None of this is quite the picture Rishi Sunak presents, of course. The chancellor likes to boast “we’re forecast to have the fastest growth in the G7 this year”, conveniently forgetting that 2021 covers only part of the pandemic.

Looking at the national accounts in real terms is not sufficient for a full reading of the economy, however, because adjusting expenditure, income and the value of output for inflation has been particularly difficult for statisticians during the pandemic. It is generally easier to measure the cash value of transactions, so nominal comparisons are crucial and probably more accurate.

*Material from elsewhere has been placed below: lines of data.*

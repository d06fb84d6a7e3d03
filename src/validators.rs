use crate::Fields;
use crate::error::RuleViolation;
use chrono::NaiveDate;
use regex::Regex;
use serde_json::Value;
use std::collections::HashSet;
use std::sync::LazyLock;

static MAIN_NUMBERS_RE: LazyLock<Regex> = LazyLock::new(|| {
    Regex::new(r"^[0-9]{1,2}(,\s*[0-9]{1,2}){5}$").expect("main numbers pattern compiles")
});

static SPIEL77_RE: LazyLock<Regex> =
    LazyLock::new(|| Regex::new(r"^[0-9](\s[0-9]){6}$").expect("spiel77 pattern compiles"));

static SUPER6_RE: LazyLock<Regex> =
    LazyLock::new(|| Regex::new(r"^[0-9](\s[0-9]){5}$").expect("super6 pattern compiles"));

pub const PHONE_MIN_DIGITS: usize = 7;
pub const PHONE_MAX_DIGITS: usize = 19;

/// Trimmed and lower-cased on success.
pub fn validate_email(v: &str) -> Result<String, RuleViolation> {
    let email = v.trim();

    if email.is_empty() {
        return Err(RuleViolation::format("email must not be empty"));
    }

    if !email.contains('@') {
        return Err(RuleViolation::format("email must contain an @ symbol"));
    }

    let parts: Vec<&str> = email.split('@').collect();
    if parts.len() != 2 {
        return Err(RuleViolation::format("email must contain only one @ symbol"));
    }

    let (local, domain) = (parts[0], parts[1]);

    if local.is_empty() {
        return Err(RuleViolation::format("email needs a name before the @"));
    }

    if !domain.contains('.') {
        return Err(RuleViolation::format("email domain must contain a dot"));
    }

    if domain.rsplit('.').next().is_none_or(str::is_empty) {
        return Err(RuleViolation::format(
            "email domain needs a valid ending after the last dot",
        ));
    }

    Ok(email.to_lowercase())
}

pub fn validate_phone(v: Option<&str>) -> Result<Option<String>, RuleViolation> {
    let phone = match v.map(str::trim) {
        None | Some("") => return Ok(None),
        Some(phone) => phone,
    };

    let Some(digits) = phone.strip_prefix('+') else {
        return Err(RuleViolation::format(
            "phone number must start with + (e.g. +49123456789)",
        ));
    };

    if digits.is_empty() || !digits.chars().all(|c| c.is_ascii_digit()) {
        return Err(RuleViolation::format(
            "phone number may only contain digits after the +",
        ));
    }

    let count = digits.len();
    if count < PHONE_MIN_DIGITS {
        return Err(RuleViolation::format(format!(
            "phone number too short (at least {PHONE_MIN_DIGITS} digits after +, got {count})"
        )));
    }
    if count > PHONE_MAX_DIGITS {
        return Err(RuleViolation::format(format!(
            "phone number too long (at most {PHONE_MAX_DIGITS} digits after +, got {count})"
        )));
    }

    Ok(Some(phone.to_string()))
}

/// Parse a comma- or whitespace-separated list of exactly `count` integers,
/// each within `min_val..=max_val`, optionally requiring distinct values.
pub fn validate_number_list(
    v: &str,
    count: usize,
    min_val: i64,
    max_val: i64,
    unique: bool,
) -> Result<Vec<i64>, RuleViolation> {
    let mut numbers = Vec::with_capacity(count);
    for token in v
        .split(|c: char| c == ',' || c.is_whitespace())
        .filter(|t| !t.is_empty())
    {
        let n = token.parse::<i64>().map_err(|_| {
            RuleViolation::format(format!("all numbers must be integers, got '{token}' in '{v}'"))
        })?;
        numbers.push(n);
    }

    if numbers.len() != count {
        return Err(RuleViolation::format(format!(
            "must have exactly {count} numbers, got {}: '{v}'",
            numbers.len()
        )));
    }

    if let Some(n) = numbers.iter().find(|n| !(min_val..=max_val).contains(*n)) {
        return Err(RuleViolation::range(format!(
            "all numbers must be between {min_val} and {max_val}, got {n} in '{v}'"
        )));
    }

    if unique {
        let mut seen = HashSet::with_capacity(count);
        if let Some(n) = numbers.iter().find(|n| !seen.insert(**n)) {
            return Err(RuleViolation::uniqueness(format!(
                "all numbers must be unique, {n} appears more than once in '{v}'"
            )));
        }
    }

    Ok(numbers)
}

pub fn validate_main_numbers(v: &str) -> Result<[u8; 6], RuleViolation> {
    if !MAIN_NUMBERS_RE.is_match(v) {
        return Err(RuleViolation::format(format!(
            "numbers must be in format \"num, num, num, num, num, num\" \
             (e.g. \"7, 12, 16, 19, 30, 36\"), got: '{v}'"
        )));
    }

    let numbers = validate_number_list(v, 6, 1, 49, true)?;
    let mut out = [0u8; 6];
    for (slot, n) in out.iter_mut().zip(numbers) {
        *slot = u8::try_from(n)
            .map_err(|_| RuleViolation::range(format!("number {n} does not fit in 1..=49")))?;
    }
    Ok(out)
}

/// Exactly `len` single digits separated by single whitespace characters,
/// e.g. `"3 1 6 8 5 3 4"`. Only the Spiel77 (7) and Super6 (6) lengths exist.
pub fn validate_digit_sequence(v: &str, len: usize) -> Result<Vec<u8>, RuleViolation> {
    let pattern = match len {
        7 => &*SPIEL77_RE,
        6 => &*SUPER6_RE,
        other => {
            return Err(RuleViolation::format(format!(
                "no digit sequence of length {other} is defined"
            )));
        }
    };

    if !pattern.is_match(v) {
        return Err(RuleViolation::format(format!(
            "must be {len} digits separated by single spaces, got: '{v}'"
        )));
    }

    Ok(v.split_whitespace()
        .filter_map(|d| d.parse::<u8>().ok())
        .collect())
}

pub fn validate_iso_date(v: &str) -> Result<NaiveDate, RuleViolation> {
    NaiveDate::parse_from_str(v.trim(), "%Y-%m-%d").map_err(|_| {
        RuleViolation::format(format!("date must be a valid YYYY-MM-DD date, got: '{v}'"))
    })
}

/// `0..=9` as a JSON integer, a whole-number float or an integer string.
pub fn validate_single_digit(value: &Value) -> Result<u8, RuleViolation> {
    let n = match value {
        Value::Number(n) => n
            .as_i64()
            .or_else(|| {
                n.as_f64()
                    .filter(|f| f.is_finite() && f.fract() == 0.0)
                    .map(|f| f as i64)
            })
            .ok_or_else(|| RuleViolation::format(format!("must be an integer, got {n}")))?,
        Value::String(s) => s
            .trim()
            .parse::<i64>()
            .map_err(|_| RuleViolation::format(format!("must be an integer, got '{s}'")))?,
        other => {
            return Err(RuleViolation::format(format!(
                "must be an integer, got {other}"
            )));
        }
    };

    if !(0..=9).contains(&n) {
        return Err(RuleViolation::range(format!(
            "must be between 0 and 9, got {n}"
        )));
    }
    Ok(n as u8)
}

pub(crate) fn text_field<'a>(
    fields: &'a Fields,
    name: &str,
) -> Option<Result<&'a str, RuleViolation>> {
    match fields.get(name) {
        None | Some(Value::Null) => None,
        Some(Value::String(s)) => Some(Ok(s.as_str())),
        Some(other) => Some(Err(RuleViolation::format(format!(
            "must be text, got {other}"
        )))),
    }
}

pub(crate) fn value_field<'a>(fields: &'a Fields, name: &str) -> Option<&'a Value> {
    fields.get(name).filter(|v| !v.is_null())
}

pub(crate) fn required_text<'a>(fields: &'a Fields, name: &str) -> Result<&'a str, RuleViolation> {
    match text_field(fields, name) {
        None => Err(RuleViolation::required(format!("{name} is required"))),
        Some(Ok(s)) if s.trim().is_empty() => {
            Err(RuleViolation::required(format!("{name} must not be empty")))
        }
        Some(result) => result,
    }
}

Where data exist, these show the UK’s performance to be stronger internationally on all methods of measuring the economy. Whether it is nominal output, income or expenditure, the money flowing around the UK economy is already well above pre-pandemic levels and reasonably close to that of the US.

With figures for the nominal growth of the economy and estimates of the real change in the volume of goods and services produced, the implied domestic inflation rate since the end of 2019 is just above six per cent. That is the one part of the national accounts that really is top of the G7 league table.

Despite the data difficulties, there is then a truth visible in the mist surrounding the UK economy. It has probably performed worse than its peers, and it has almost certainly generated more domestic inflation. This is an economy that no longer needs emergency levels of stimulus.